Raising the Bar in Senior Living

Expertly Scaling A-Class Communities, Strengthening Workforce Culture, and Expanding with Purpose

 

In a senior living sector facing rising demand, labor constraints, and increasing complexity, Koru Health is building its growth strategy around a clear belief: better outcomes start with better people, better environments, and a stronger overall experience for residents and staff alike. Headquartered in Wauwatosa, Wisconsin, Koru Health operates an owner-operator model that includes both owned communities and managed contracts, serving independent living, assisted living, memory care, and higher-acuity services that bridge the gap between traditional assisted living and skilled nursing.

President Andy Lange describes Koru Health’s evolution as intentional and disciplined. The company began with a single managed contract in Racine, Wisconsin, and expanded to a peak of 14 communities, most within a manageable operating radius of Milwaukee, with two communities in Minnesota extending its footprint into the Twin Cities region.

From the start, Koru’s strategy blended select managed operations with acquisition activity, while prioritizing a core focus on new construction and what Lange calls an A-class property approach. In the Wisconsin markets the company targeted, Koru believed there was room to reset expectations by delivering stronger physical assets and a higher standard of service in environments where supply constraints can sometimes breed complacency.
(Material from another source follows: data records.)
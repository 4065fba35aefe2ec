use rand::rngs::StdRng;
use rand::{Rng, SeedableRng};

const ORDER_BONUS: f64 = 0.01;
const MIN_WEIGHT: f64 = 1e-3;

/// Weighted-random answer selection. Owns its generator, so a deterministic
/// seed gives reproducible draws in tests; production seeds it from the clock
/// once at startup. Not safe to share across threads; give each worker its
/// own picker.
#[derive(Debug)]
pub struct AnswerPicker {
    rng: StdRng,
}

impl AnswerPicker {
    pub fn from_seed(seed: u64) -> Self {
        Self { rng: StdRng::seed_from_u64(seed) }
    }

    /// Pick one answer variant. A single variant is returned deterministically;
    /// with several, each gets weight `max(0, combined) + 0.01 * remaining`,
    /// so earlier-listed variants carry a small deterministic edge, and one is
    /// drawn over the cumulative sum. `None` when there are no variants.
    pub fn pick<'a>(&mut self, answers: &'a [String], combined: f64) -> Option<&'a str> {
        match answers {
            [] => None,
            [only] => Some(only.as_str()),
            _ => {
                let base = combined.max(0.0);
                let weights: Vec<f64> = (0..answers.len())
                    .map(|i| {
                        let weight = base + ORDER_BONUS * (answers.len() - i) as f64;
                        if weight <= 0.0 {
                            MIN_WEIGHT
                        } else {
                            weight
                        }
                    })
                    .collect();
                let total: f64 = weights.iter().sum();
                let draw = self.rng.gen_range(0.0..total);
                let mut cumulative = 0.0;
                for (answer, weight) in answers.iter().zip(&weights) {
                    cumulative += weight;
                    if draw <= cumulative {
                        return Some(answer.as_str());
                    }
                }
                answers.last().map(String::as_str)
            }
        }
    }
}

#[cfg(test)]
mod tests {
    use super::*;

    fn answers(items: &[&str]) -> Vec<String> {
        items.iter().map(|s| s.to_string()).collect()
    }

    #[test]
    fn empty_yields_none() {
        let mut picker = AnswerPicker::from_seed(7);
        assert_eq!(picker.pick(&[], 1.0), None);
    }

    #[test]
    fn single_answer_is_deterministic() {
        let mut picker = AnswerPicker::from_seed(7);
        for _ in 0..10 {
            assert_eq!(picker.pick(&answers(&["only"]), 0.5), Some("only"));
        }
    }

    #[test]
    fn draws_stay_within_variants() {
        let mut picker = AnswerPicker::from_seed(42);
        let variants = answers(&["first", "second", "third"]);
        for _ in 0..200 {
            let picked = picker.pick(&variants, 2.3).unwrap();
            assert!(variants.iter().any(|a| a == picked));
        }
    }

    #[test]
    fn same_seed_same_sequence() {
        let variants = answers(&["first", "second", "third"]);
        let mut a = AnswerPicker::from_seed(99);
        let mut b = AnswerPicker::from_seed(99);
        for _ in 0..50 {
            assert_eq!(a.pick(&variants, 0.8), b.pick(&variants, 0.8));
        }
    }

    #[test]
    fn negative_score_still_selects() {
        let mut picker = AnswerPicker::from_seed(3);
        let variants = answers(&["first", "second"]);
        assert!(picker.pick(&variants, -5.0).is_some());
    }
}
That focus on physical quality has been paired with growth metrics that reflect scale and momentum. With communities under construction and a resident base nearing the 1,000 mark, Koru’s longer-range plan targets approximately 5,000 units over a 15-year horizon. In the near term, Lange says the company is positioning itself for acquisition opportunities, anticipating that industry-wide transaction activity will accelerate into late 2026 and 2027 as market conditions evolve. Geographic expansion plans include western Wisconsin and continued growth in the outer tiers surrounding the Twin Cities.

While the portfolio strategy is clear, Lange emphasizes that Koru’s differentiator begins with a less common starting point in senior living: the internal customer. He describes Koru as a company built first around the employee experience, with the belief that service quality, resident satisfaction, and operational performance all improve when staff are supported, developed, and retained. One of Koru’s earliest hires was in human resources, a decision Lange acknowledges is not always typical for growing operators, but one that reflects the organization’s priorities. In his view, there is no sustainable external customer success without a stable, engaged internal customer base.
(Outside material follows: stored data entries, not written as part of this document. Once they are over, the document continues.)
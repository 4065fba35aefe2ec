//! Retrieval and ranking engine for question answering over a fixed corpus:
//! term normalization and stemming, an in-memory n-gram index, a
//! multi-signal relevance scorer, weighted answer selection, and a binary
//! cache keyed to the source files' content hashes.

pub mod engine;
pub mod index;
pub mod persist;
pub mod retrieve;
pub mod score;
pub mod select;
pub mod stem;
pub mod tokenizer;

pub type DocId = u32;

pub use engine::{QaEngine, Reply};
pub use index::{CorpusIndex, Document, TrainState};
pub use tokenizer::SynonymTable;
From there, the company’s operating model takes a deliberately holistic view of the resident experience. Lange notes that as customer expectations shift—particularly with the next wave of seniors—successful senior living communities must deliver more than care services alone. Koru’s emphasis is on lifestyle, culture, wellness, culinary programming, and meaningful connection, paired with the supportive services residents expect as a baseline. That shows up in expanded amenities and community design, including wellness offerings and robust programming that brings outside educators, providers, and community members into Koru communities. The goal is to keep residents engaged, connected, and fulfilled, especially as mobility decreases and external access narrows with age and health changes.

A particularly important component of Koru’s model is its micro-market strategy. Lange points to a long-observed dynamic in senior living: the majority of both residents and employees typically come from a small geographic radius, often within three to seven miles of a community. That reality has shaped how Koru designs and programs each property. Rather than applying a cookie-cutter model across locations, Koru aims to tailor each community to local culture, history, and expectations so residents feel connected to where they live, rather than feeling as though they moved into a generic product. In Lange’s view, this localized customization strengthens both resident satisfaction and community trust, and becomes an operational advantage as the company expands.

Koru’s approach is also shaped by what Lange describes as a supply-and-demand crisis in senior living. He believes that in many markets there is simply not enough inventory to meet current and future demand, and that this imbalance can create conditions where operators are not consistently pressured to improve. Koru’s strategy has been to treat that environment as an opportunity, building a service and asset model designed to exceed market norms, while also strengthening the workforce layer that, in Lange’s words, is often the weakest link in the chain for many operators. Koru’s internal capabilities include specialized expertise such as dementia-focused programming, trained leadership, and expanded quality-of-life initiatives like sensory engagement and therapeutic support—areas that are increasingly central in memory care and higher-acuity settings.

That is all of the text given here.